EXERCISE: Reproduce each line of the entries that carries "untagged".
══ EXCERPTED DATA
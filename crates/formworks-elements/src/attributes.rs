//! Attribute values and the per-instance attribute bag.
//!
//! Each placed field carries a kind-specific bag of attributes (label,
//! helper text, option list, ...). The bag is an ordered map so that a
//! serialized document is byte-for-byte deterministic.

use std::collections::BTreeMap;
use std::fmt;

use serde::{Deserialize, Serialize};

/// A single attribute value.
///
/// The untagged representation keeps stored documents plain JSON:
/// `{"label": "Text field", "required": false, "options": []}`.
#[derive(Debug, Clone, PartialEq, Eq, Serialize, Deserialize)]
#[serde(untagged)]
pub enum AttributeValue {
    /// A boolean flag (e.g. `required`).
    Bool(bool),
    /// An integer quantity (e.g. spacer `height`, textarea `rows`).
    Integer(i64),
    /// A text value (labels, helper text, placeholders).
    Text(String),
    /// A list of text values (select `options`).
    TextList(Vec<String>),
}

impl fmt::Display for AttributeValue {
    fn fmt(&self, f: &mut fmt::Formatter<'_>) -> fmt::Result {
        match self {
            Self::Bool(b) => write!(f, "{b}"),
            Self::Integer(n) => write!(f, "{n}"),
            Self::Text(s) => write!(f, "{s}"),
            Self::TextList(items) => write!(f, "[{}]", items.join(", ")),
        }
    }
}

impl From<bool> for AttributeValue {
    fn from(v: bool) -> Self {
        Self::Bool(v)
    }
}

impl From<i64> for AttributeValue {
    fn from(v: i64) -> Self {
        Self::Integer(v)
    }
}

impl From<&str> for AttributeValue {
    fn from(v: &str) -> Self {
        Self::Text(v.to_string())
    }
}

impl From<String> for AttributeValue {
    fn from(v: String) -> Self {
        Self::Text(v)
    }
}

impl From<Vec<String>> for AttributeValue {
    fn from(v: Vec<String>) -> Self {
        Self::TextList(v)
    }
}

/// The ordered attribute bag of one field instance.
#[derive(Debug, Clone, PartialEq, Eq, Default, Serialize, Deserialize)]
#[serde(transparent)]
pub struct AttributeMap(BTreeMap<String, AttributeValue>);

impl AttributeMap {
    /// Creates an empty bag.
    pub fn new() -> Self {
        Self::default()
    }

    /// Inserts an attribute, replacing any previous value.
    pub fn insert(&mut self, name: impl Into<String>, value: impl Into<AttributeValue>) {
        self.0.insert(name.into(), value.into());
    }

    /// Builder-style insert for constructing default bags.
    #[must_use]
    pub fn with(mut self, name: impl Into<String>, value: impl Into<AttributeValue>) -> Self {
        self.insert(name, value);
        self
    }

    /// Returns the raw value of an attribute.
    pub fn get(&self, name: &str) -> Option<&AttributeValue> {
        self.0.get(name)
    }

    /// Returns a text attribute, or `None` when absent or not text.
    pub fn text(&self, name: &str) -> Option<&str> {
        match self.0.get(name) {
            Some(AttributeValue::Text(s)) => Some(s),
            _ => None,
        }
    }

    /// Returns a boolean attribute, or `None` when absent or not a bool.
    pub fn flag(&self, name: &str) -> Option<bool> {
        match self.0.get(name) {
            Some(AttributeValue::Bool(b)) => Some(*b),
            _ => None,
        }
    }

    /// Returns an integer attribute, or `None` when absent or not an integer.
    pub fn integer(&self, name: &str) -> Option<i64> {
        match self.0.get(name) {
            Some(AttributeValue::Integer(n)) => Some(*n),
            _ => None,
        }
    }

    /// Returns a text-list attribute, or `None` when absent or not a list.
    pub fn text_list(&self, name: &str) -> Option<&[String]> {
        match self.0.get(name) {
            Some(AttributeValue::TextList(items)) => Some(items),
            _ => None,
        }
    }

    /// Returns `true` when the attribute is present.
    pub fn contains(&self, name: &str) -> bool {
        self.0.contains_key(name)
    }

    /// Iterates attributes in name order.
    pub fn iter(&self) -> impl Iterator<Item = (&str, &AttributeValue)> {
        self.0.iter().map(|(k, v)| (k.as_str(), v))
    }

    /// Number of attributes in the bag.
    pub fn len(&self) -> usize {
        self.0.len()
    }

    /// Returns `true` when the bag has no attributes.
    pub fn is_empty(&self) -> bool {
        self.0.is_empty()
    }
}

impl<'a> IntoIterator for &'a AttributeMap {
    type Item = (&'a String, &'a AttributeValue);
    type IntoIter = std::collections::btree_map::Iter<'a, String, AttributeValue>;

    fn into_iter(self) -> Self::IntoIter {
        self.0.iter()
    }
}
════
YOUR SOLUTION:
/// The untagged representation keeps stored documents plain JSON:
#[serde(untagged)]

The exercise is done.